La Iglesia convertida al mundo
El
espíritu pacifista del Concilio me parece perfectamente definido por el Papa Pablo
VI en su discurso de la última sesión pública del Vaticano II, el 7 de
diciembre de 1965. La Iglesia y el hombre moderno, la Iglesia y el mundo: he
aquí los temas considerados por el Concilio con una mirada nueva
maravillosamente definida por Pablo VI: “La
Iglesia del Concilio, sí, se ha ocupado mucho, además, de sí misma y de la relación
que la une a Dios; del hombre tal cual hoy en realidad se presenta: del hombre
vivo, el hombre enteramente ocupado de sí, del hombre que no sólo se hace el
centro de todo su interés, sino que se atreve a llamarse principio y razón de
toda realidad...” Sigue
luego una enumeración de las miserias del hombre sin Dios y de sus falsas
grandezas, que termina así: “(...)
el hombre pecador y el hombre santo; y así sucesivamente” Me
pregunto verdaderamente cómo viene al caso el hombre santo, ¡al final de esta
enumeración de tantas inmundicias!
Más
aún cuando Pablo VI recapitula lo que acaba de describir, nombrando al humanismo
laico y profano: “El
humanismo laico y profano ha aparecido, finalmente, en toda su terrible
estatura y, en un cierto sentido, ha desafiado al Concilio. La religión del
Dios que se ha hecho hombre, se ha encontrado con la religión –porque tal es–
del hombre que se hace dios. ¿Qué ha sucedido? ¿Un choque, una lucha, un
condenación? Podía haberse dado; pero no se produjo. La antigua historia del
Samaritano ha sido la pauta de la espiritualidad del Concilio. Una simpatía
inmensa lo ha penetrado todo. El descubrimiento de las necesidades humanas – y
son tanto mayores cuanto más grande se hace el hijo de la tierra– ha absorbido
la atención de nuestro sínodo. Vosotros, humanistas modernos, que reconocíais a
la trascendencia de las cosas supremas, conferidle siquiera este mérito y
reconoced nuestro nuevo humanismo: también nosotros – y más que nadie – somos
promotores del hombre.”
Así
se explica, de una manera ingenua y lírica, pero clara y terrible, lo que fue,
no el espíritu, sino la espiritualidad del Concilio: una “simpatía ilimitada”

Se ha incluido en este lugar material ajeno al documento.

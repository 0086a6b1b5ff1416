//! Hop Runner entry point
//!
//! In the browser this wires the login form, keyboard and resize events to a
//! [`hop_runner::Game`] and drives it with `requestAnimationFrame`. Natively it
//! plays a few headless runs with a simple autopilot and records every event
//! in an in-memory ledger.

#[cfg(target_arch = "wasm32")]
use wasm_bindgen::prelude::*;

#[cfg(target_arch = "wasm32")]
mod wasm_game {
    use std::cell::RefCell;
    use std::rc::Rc;
    use wasm_bindgen::prelude::*;
    use wasm_bindgen_futures::spawn_local;
    use web_sys::{HtmlCanvasElement, HtmlElement, HtmlInputElement, KeyboardEvent};

    use hop_runner::consts::*;
    use hop_runner::platform;
    use hop_runner::renderer::canvas::CanvasPainter;
    use hop_runner::sim::Surface;
    use hop_runner::telemetry::EventLog;
    use hop_runner::telemetry::http::FetchTransport;
    use hop_runner::{Game, GamePhase, Settings, Tuning};

    const CANVAS_ID: &str = "gameCanvas";
    const LOGIN_FORM_ID: &str = "loginForm";
    const LOGIN_BUTTON: &str = "#loginForm button";
    const NAME_INPUT_ID: &str = "name";
    const STUDENT_ID_INPUT_ID: &str = "studentId";

    /// Everything the page callbacks share
    struct App {
        game: Game,
        canvas: HtmlCanvasElement,
        painter: CanvasPainter,
        events: EventLog,
        transport: Rc<FetchTransport>,
        settings: Settings,
    }

    impl App {
        /// Match the canvas to the window and tell the game
        fn fit_to_window(&mut self) {
            let Some(window) = web_sys::window() else {
                return;
            };
            let width = window
                .inner_width()
                .ok()
                .and_then(|v| v.as_f64())
                .unwrap_or(DEFAULT_SURFACE_WIDTH as f64);
            let height = window
                .inner_height()
                .ok()
                .and_then(|v| v.as_f64())
                .unwrap_or(DEFAULT_SURFACE_HEIGHT as f64);

            self.canvas.set_width(width as u32);
            self.canvas.set_height(height as u32);
            self.game.resize(width as f32, height as f32);
        }

        fn paint(&self) {
            self.painter.paint(&self.game.scene());
        }

        /// Hand new gameplay events to the dispatcher, starting it if idle
        fn flush_events(&mut self) {
            for event in self.game.drain_events() {
                if !self.settings.send_events {
                    log::info!("Event (not sent): {}", event);
                    continue;
                }
                if self.events.enqueue(&event) {
                    let events = self.events.clone();
                    let transport = Rc::clone(&self.transport);
                    spawn_local(async move {
                        events.dispatch(transport.as_ref()).await;
                    });
                }
            }
        }
    }

    fn set_display(id: &str, value: &str) {
        let Some(document) = web_sys::window().and_then(|w| w.document()) else {
            return;
        };
        if let Some(el) = document
            .get_element_by_id(id)
            .and_then(|el| el.dyn_into::<HtmlElement>().ok())
        {
            let _ = el.style().set_property("display", value);
        }
    }

    fn input_value(id: &str) -> String {
        web_sys::window()
            .and_then(|w| w.document())
            .and_then(|d| d.get_element_by_id(id))
            .and_then(|el| el.dyn_into::<HtmlInputElement>().ok())
            .map(|input| input.value())
            .unwrap_or_default()
    }

    pub fn run() -> Result<(), JsValue> {
        let settings = Settings::load();
        platform::init_logging(settings.level_filter());
        log::info!("Hop Runner starting...");

        let window = web_sys::window().ok_or("no window")?;
        let document = window.document().ok_or("no document")?;
        let canvas = document
            .get_element_by_id(CANVAS_ID)
            .ok_or("missing game canvas")?
            .dyn_into::<HtmlCanvasElement>()?;
        let painter = CanvasPainter::from_canvas(&canvas).ok_or("no 2d context")?;

        let app = Rc::new(RefCell::new(App {
            game: Game::new(
                Tuning::default(),
                Surface::new(DEFAULT_SURFACE_WIDTH, DEFAULT_SURFACE_HEIGHT),
            ),
            canvas,
            painter,
            events: EventLog::new(),
            transport: Rc::new(FetchTransport::new(settings.event_endpoint.clone())),
            settings,
        }));

        setup_login(Rc::clone(&app))?;
        setup_keyboard(Rc::clone(&app))?;
        setup_resize(app)?;

        log::info!("Hop Runner ready, waiting for login");
        Ok(())
    }

    fn setup_login(app: Rc<RefCell<App>>) -> Result<(), JsValue> {
        let document = web_sys::window()
            .and_then(|w| w.document())
            .ok_or("no document")?;
        let Some(button) = document.query_selector(LOGIN_BUTTON)? else {
            log::warn!("Login button not found");
            return Ok(());
        };

        let closure = Closure::<dyn FnMut(_)>::new(move |event: web_sys::Event| {
            event.prevent_default();
            let name = input_value(NAME_INPUT_ID);
            let student_id = input_value(STUDENT_ID_INPUT_ID);

            {
                let mut a = app.borrow_mut();
                let result = a
                    .game
                    .login(&name, &student_id, platform::run_seed(), platform::now_ms())
                    .cloned();
                match result {
                    Ok(session) => a.events.set_session(session),
                    Err(e) => {
                        log::warn!("Login rejected: {}", e);
                        if let Some(window) = web_sys::window() {
                            let _ = window.alert_with_message(e.prompt());
                        }
                        return;
                    }
                }

                set_display(LOGIN_FORM_ID, "none");
                set_display(CANVAS_ID, "block");
                a.fit_to_window();
                a.flush_events();
            }

            request_animation_frame(Rc::clone(&app));
        });
        button.add_event_listener_with_callback("click", closure.as_ref().unchecked_ref())?;
        closure.forget();
        Ok(())
    }

    fn setup_keyboard(app: Rc<RefCell<App>>) -> Result<(), JsValue> {
        let window = web_sys::window().ok_or("no window")?;
        let closure = Closure::<dyn FnMut(_)>::new(move |event: KeyboardEvent| {
            match event.code().as_str() {
                "Space" => {
                    event.prevent_default();
                    app.borrow_mut().game.request_jump();
                }
                "KeyR" => {
                    let restarted = {
                        let mut a = app.borrow_mut();
                        let restarted = a.game.restart(platform::run_seed(), platform::now_ms());
                        if restarted {
                            a.flush_events();
                        }
                        restarted
                    };
                    if restarted {
                        request_animation_frame(Rc::clone(&app));
                    }
                }
                _ => {}
            }
        });
        window.add_event_listener_with_callback("keydown", closure.as_ref().unchecked_ref())?;
        closure.forget();
        Ok(())
    }

    fn setup_resize(app: Rc<RefCell<App>>) -> Result<(), JsValue> {
        let window = web_sys::window().ok_or("no window")?;
        let closure = Closure::<dyn FnMut(_)>::new(move |_event: web_sys::Event| {
            let mut a = app.borrow_mut();
            if a.game.phase() == GamePhase::NotStarted {
                return;
            }
            a.fit_to_window();
            // The loop is stopped after a game over; redraw the overlay here
            if a.game.phase() == GamePhase::GameOver {
                a.paint();
            }
        });
        window.add_event_listener_with_callback("resize", closure.as_ref().unchecked_ref())?;
        closure.forget();
        Ok(())
    }

    fn request_animation_frame(app: Rc<RefCell<App>>) {
        let Some(window) = web_sys::window() else {
            return;
        };
        let closure = Closure::once(move |_time: f64| {
            game_loop(app);
        });
        let _ = window.request_animation_frame(closure.as_ref().unchecked_ref());
        closure.forget();
    }

    fn game_loop(app: Rc<RefCell<App>>) {
        let keep_going = {
            let mut a = app.borrow_mut();
            let keep_going = a.game.frame(platform::now_ms());
            a.paint();
            a.flush_events();
            keep_going
        };

        if keep_going {
            request_animation_frame(app);
        }
    }
}

#[cfg(target_arch = "wasm32")]
#[wasm_bindgen(start)]
pub fn wasm_main() {
    if let Err(e) = wasm_game::run() {
        web_sys::console::error_1(&e);
    }
}

#[cfg(target_arch = "wasm32")]
fn main() {
    // WASM entry point is wasm_main, this is just to satisfy the compiler
}

#[cfg(not(target_arch = "wasm32"))]
mod native_demo {
    use hop_runner::ledger::{Ledger, MemorySheet};
    use hop_runner::sim::{GameState, Surface};
    use hop_runner::telemetry::EventLog;
    use hop_runner::{Game, GamePhase, Tuning};

    /// One display refresh at 60 Hz
    const FRAME_MS: f64 = 1000.0 / 60.0;
    /// Give up on a run that outlives this many frames
    const MAX_FRAMES: u32 = 20_000;
    /// Ticks between takeoff and reaching the obstacle
    const JUMP_LEAD_TICKS: f32 = 22.0;

    /// Jump when the next obstacle is about to reach the player
    fn should_jump(state: &GameState) -> bool {
        if !state.player.on_ground {
            return false;
        }
        let player_right = state.player.rect.right();
        let lead = JUMP_LEAD_TICKS * state.obstacle_step();
        state
            .obstacles
            .iter()
            .map(|o| o.rect.left() - player_right)
            .filter(|gap| *gap > 0.0)
            .any(|gap| gap <= lead)
    }

    fn forward_events(game: &mut Game, events: &EventLog, ledger: &Ledger<MemorySheet>) {
        for event in game.drain_events() {
            if events.enqueue(&event) {
                pollster::block_on(events.dispatch(ledger));
            }
        }
    }

    pub fn run(tuning: Tuning, runs: u32) {
        let surface = Surface::default();
        let mut game = Game::new(tuning, surface);
        let events = EventLog::new();
        let ledger = Ledger::new(MemorySheet::new());

        let mut now = hop_runner::platform::now_ms();
        let session = match game.login("autopilot", "0000000", 1, now).cloned() {
            Ok(session) => session,
            Err(e) => {
                log::error!("Demo login failed: {}", e);
                return;
            }
        };
        events.set_session(session);
        forward_events(&mut game, &events, &ledger);

        for run in 1..=runs {
            let mut frames = 0;
            while frames < MAX_FRAMES {
                if should_jump(game.state()) {
                    game.request_jump();
                }
                now += FRAME_MS;
                frames += 1;
                let keep_going = game.frame(now);
                forward_events(&mut game, &events, &ledger);
                if !keep_going {
                    break;
                }
            }

            let state = game.state();
            if game.phase() == GamePhase::GameOver {
                println!(
                    "Run {}: game over after {} frames, score {}",
                    run, state.frame, state.score
                );
            } else {
                println!(
                    "Run {}: still alive after {} frames, score {}",
                    run, state.frame, state.score
                );
                break;
            }

            if run < runs {
                game.restart(u64::from(run) + 1, now);
                forward_events(&mut game, &events, &ledger);
            }
        }

        let stats = events.stats();
        println!(
            "\nEvents delivered: {}, failed: {}",
            stats.delivered, stats.failed
        );
        let printed = ledger.with_store(|sheet| {
            for row in sheet.rows() {
                println!("{}", row.cells().join("\t"));
            }
        });
        if let Err(e) = printed {
            log::error!("Could not read ledger: {}", e);
        }
    }
}

#[cfg(not(target_arch = "wasm32"))]
fn main() {
    use hop_runner::{Settings, Tuning, platform};

    let settings = Settings::load();
    platform::init_logging(settings.level_filter());
    log::info!("Hop Runner (native) starting...");

    let tuning = match std::env::args().nth(1) {
        Some(path) => {
            let loaded = std::fs::read_to_string(&path)
                .map_err(|e| e.to_string())
                .and_then(|json| Tuning::from_json(&json).map_err(|e| e.to_string()));
            match loaded {
                Ok(tuning) => {
                    log::info!("Loaded tuning from {}", path);
                    tuning
                }
                Err(e) => {
                    log::error!("Failed to load tuning from {}: {}", path, e);
                    std::process::exit(1);
                }
            }
        }
        None => Tuning::default(),
    };

    native_demo::run(tuning, 3);
}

por el hombre laico, por el hombre sin Dios. Si todavía hubiera sido para
elevar al hombre caído, para hacerle ver sus llagas mortales, para curarlo con
un remedio eficaz, para sanarlo y conducirlo al seno de la Iglesia, para
someterlo a su Dios... ¡Pero no! Fue para poder decir al mundo: La Iglesia
también tiene el culto del hombre.
No
dudo en afirmar que el Concilio llevó a cabo la conversión de la Iglesia al mundo.
Os dejo adivinar quien ha sido el animador de esta espiritualidad: basta que
recordéis a quien llama Nuestro Señor Jesucristo, el Príncipe de este mundo.